--- Exercise ---
Pick out each line below containing "USERXROLE".

--- Supplied information ---
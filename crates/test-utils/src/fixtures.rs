// Copyright (c) 2025 woxQAQ
//
// Licensed under the MIT License or Apache License 2.0
// See LICENSE files for details

//! Test fixtures and sample catalogs
//!
//! Each fixture is a YAML document for [`MockMetadataSource::from_yaml`](crate::MockMetadataSource::from_yaml).

/// Sample catalogs for testing
pub struct CatalogFixtures;

impl CatalogFixtures {
    /// Schema-based shop catalog (`APP` schema)
    ///
    /// `USER_ROLE` and `USERXROLE` share a `LIKE` match, `ORDER_ITEMS` has a
    /// composite key and `ACTIVE_USERS` is a view.
    pub const fn shop_schema() -> &'static str {
        r#"
product_name: PostgreSQL
tables:
  - schema: APP
    name: USERS
    columns:
      - { name: ID, type: BIGINT, nullable: false, auto_increment: true }
      - { name: NAME, type: VARCHAR, size: 100 }
      - { name: EMAIL, type: VARCHAR, size: 255, nullable: false }
    primary_key: [ID]
  - schema: APP
    name: ORDERS
    columns:
      - { name: ID, type: BIGINT, nullable: false }
      - { name: USER_ID, type: BIGINT, nullable: false }
      - { name: TOTAL, type: NUMERIC }
      - { name: CREATED_AT, type: TIMESTAMP }
    primary_key: [ID]
  - schema: APP
    name: ORDER_ITEMS
    columns:
      - { name: ORDER_ID, type: BIGINT, nullable: false }
      - { name: LINE_NO, type: INTEGER, nullable: false }
      - { name: PRODUCT, type: TEXT }
    primary_key: [ORDER_ID, LINE_NO]
  - schema: APP
    name: USER_ROLE
    columns:
      - { name: USER_ID, type: BIGINT }
      - { name: ROLE, type: VARCHAR, size: 20 }
  - schema: APP
    name: USERXROLE
    columns:
      - { name: LEGACY, type: TEXT }
  - schema: APP
    name: ACTIVE_USERS
    type: VIEW
    columns:
      - { name: ID, type: BIGINT }
"#
    }

    /// Catalog-based shop database (`shop` database, MySQL-like)
    pub const fn mysql_shop() -> &'static str {
        r#"
product_name: MySQL
tables:
  - catalog: shop
    name: customers
    columns:
      - { name: id, type: "int(11)", nullable: false, auto_increment: true }
      - { name: active, type: "tinyint(1)" }
      - { name: email, type: "varchar(255)", size: 255 }
    primary_key: [id]
  - catalog: shop
    name: invoices
    columns:
      - { name: id, type: "bigint(20)", nullable: false }
      - { name: customer_id, type: "int(11)" }
      - { name: status, type: "enum('open','paid')" }
    primary_key: [id]
"#
    }

    /// Table with a column type no factory knows
    pub const fn unknown_types() -> &'static str {
        r#"
tables:
  - schema: APP
    name: SHAPES
    columns:
      - { name: ID, type: INTEGER, nullable: false }
      - { name: OUTLINE, type: GEOMETRY }
      - { name: LABEL, type: VARCHAR, size: 40 }
    primary_key: [ID]
"#
    }
}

--- Result of this task ---
    /// `USER_ROLE` and `USERXROLE` share a `LIKE` match, `ORDER_ITEMS` has a
    name: USERXROLE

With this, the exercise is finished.